Data for processing -

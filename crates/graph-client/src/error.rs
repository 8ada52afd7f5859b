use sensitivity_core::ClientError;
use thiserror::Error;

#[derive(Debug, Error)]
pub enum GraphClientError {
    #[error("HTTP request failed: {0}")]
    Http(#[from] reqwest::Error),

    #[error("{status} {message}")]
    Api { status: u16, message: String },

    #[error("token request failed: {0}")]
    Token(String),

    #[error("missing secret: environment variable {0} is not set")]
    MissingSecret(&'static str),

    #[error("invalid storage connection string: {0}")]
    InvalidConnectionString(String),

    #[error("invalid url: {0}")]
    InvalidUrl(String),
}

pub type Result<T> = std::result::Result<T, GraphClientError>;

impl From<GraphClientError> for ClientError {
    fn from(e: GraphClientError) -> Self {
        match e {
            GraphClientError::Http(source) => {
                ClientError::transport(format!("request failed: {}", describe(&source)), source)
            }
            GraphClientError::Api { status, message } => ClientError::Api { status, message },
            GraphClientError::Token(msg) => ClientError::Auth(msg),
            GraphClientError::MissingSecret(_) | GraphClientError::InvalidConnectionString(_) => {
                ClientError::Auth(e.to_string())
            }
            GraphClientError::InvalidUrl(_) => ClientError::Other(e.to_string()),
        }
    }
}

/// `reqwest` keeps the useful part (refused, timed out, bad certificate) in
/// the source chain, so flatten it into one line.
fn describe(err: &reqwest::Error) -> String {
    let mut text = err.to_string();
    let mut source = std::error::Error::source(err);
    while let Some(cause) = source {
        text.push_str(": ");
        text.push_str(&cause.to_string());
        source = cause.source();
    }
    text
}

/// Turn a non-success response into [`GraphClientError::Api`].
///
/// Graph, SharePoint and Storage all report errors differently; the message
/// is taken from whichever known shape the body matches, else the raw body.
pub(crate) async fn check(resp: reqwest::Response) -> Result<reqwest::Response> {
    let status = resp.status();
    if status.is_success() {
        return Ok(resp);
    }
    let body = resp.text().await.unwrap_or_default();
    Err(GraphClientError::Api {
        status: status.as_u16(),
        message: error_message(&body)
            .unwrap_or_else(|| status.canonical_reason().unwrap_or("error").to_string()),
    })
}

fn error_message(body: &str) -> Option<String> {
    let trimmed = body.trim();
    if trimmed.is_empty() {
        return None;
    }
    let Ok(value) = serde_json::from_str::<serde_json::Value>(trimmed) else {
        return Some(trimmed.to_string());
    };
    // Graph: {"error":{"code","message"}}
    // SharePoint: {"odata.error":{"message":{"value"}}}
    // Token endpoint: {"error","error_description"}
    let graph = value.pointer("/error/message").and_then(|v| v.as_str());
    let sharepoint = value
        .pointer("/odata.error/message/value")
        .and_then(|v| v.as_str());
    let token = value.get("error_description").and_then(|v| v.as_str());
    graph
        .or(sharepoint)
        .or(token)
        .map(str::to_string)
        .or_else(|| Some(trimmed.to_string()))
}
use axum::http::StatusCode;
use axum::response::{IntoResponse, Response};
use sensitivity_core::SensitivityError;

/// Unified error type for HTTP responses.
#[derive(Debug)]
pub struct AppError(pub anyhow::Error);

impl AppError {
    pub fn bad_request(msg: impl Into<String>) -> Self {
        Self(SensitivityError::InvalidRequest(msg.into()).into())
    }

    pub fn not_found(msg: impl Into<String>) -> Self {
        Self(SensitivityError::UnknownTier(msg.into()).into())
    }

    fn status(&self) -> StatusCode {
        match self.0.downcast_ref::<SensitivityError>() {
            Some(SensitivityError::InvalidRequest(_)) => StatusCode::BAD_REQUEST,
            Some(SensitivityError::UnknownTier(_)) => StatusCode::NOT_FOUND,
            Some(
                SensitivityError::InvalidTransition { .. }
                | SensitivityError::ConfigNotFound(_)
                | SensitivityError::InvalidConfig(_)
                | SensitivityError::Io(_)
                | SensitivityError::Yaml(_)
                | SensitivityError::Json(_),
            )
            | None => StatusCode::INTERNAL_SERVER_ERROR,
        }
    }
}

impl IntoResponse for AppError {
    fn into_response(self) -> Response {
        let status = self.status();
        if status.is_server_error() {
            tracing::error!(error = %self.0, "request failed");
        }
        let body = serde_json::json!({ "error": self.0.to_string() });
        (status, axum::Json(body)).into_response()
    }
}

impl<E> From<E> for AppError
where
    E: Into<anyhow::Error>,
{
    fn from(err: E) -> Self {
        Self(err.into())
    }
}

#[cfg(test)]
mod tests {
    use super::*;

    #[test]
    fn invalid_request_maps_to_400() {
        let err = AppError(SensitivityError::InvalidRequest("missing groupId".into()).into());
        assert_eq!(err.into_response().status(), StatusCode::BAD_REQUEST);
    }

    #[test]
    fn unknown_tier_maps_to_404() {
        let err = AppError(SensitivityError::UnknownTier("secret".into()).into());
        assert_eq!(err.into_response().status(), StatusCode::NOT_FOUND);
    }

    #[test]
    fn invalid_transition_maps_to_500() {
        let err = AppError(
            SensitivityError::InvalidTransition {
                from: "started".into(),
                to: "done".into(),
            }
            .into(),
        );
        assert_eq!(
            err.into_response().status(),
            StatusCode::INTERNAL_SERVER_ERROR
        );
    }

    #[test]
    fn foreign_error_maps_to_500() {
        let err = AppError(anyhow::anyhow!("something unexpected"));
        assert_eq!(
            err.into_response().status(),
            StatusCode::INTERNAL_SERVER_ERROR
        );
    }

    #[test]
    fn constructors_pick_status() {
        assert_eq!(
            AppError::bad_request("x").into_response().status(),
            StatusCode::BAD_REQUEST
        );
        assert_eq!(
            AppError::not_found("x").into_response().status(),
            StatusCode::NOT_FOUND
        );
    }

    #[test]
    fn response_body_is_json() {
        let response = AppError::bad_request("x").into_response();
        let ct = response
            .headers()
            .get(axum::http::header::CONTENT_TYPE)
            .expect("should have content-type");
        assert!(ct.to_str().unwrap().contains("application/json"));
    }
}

Description of the task - Would you please return every line in the listing where "trimmed" shows up?

Answer -
    let trimmed = body.trim();
    if trimmed.is_empty() {
    let Ok(value) = serde_json::from_str::<serde_json::Value>(trimmed) else {
        return Some(trimmed.to_string());
        .or_else(|| Some(trimmed.to_string()))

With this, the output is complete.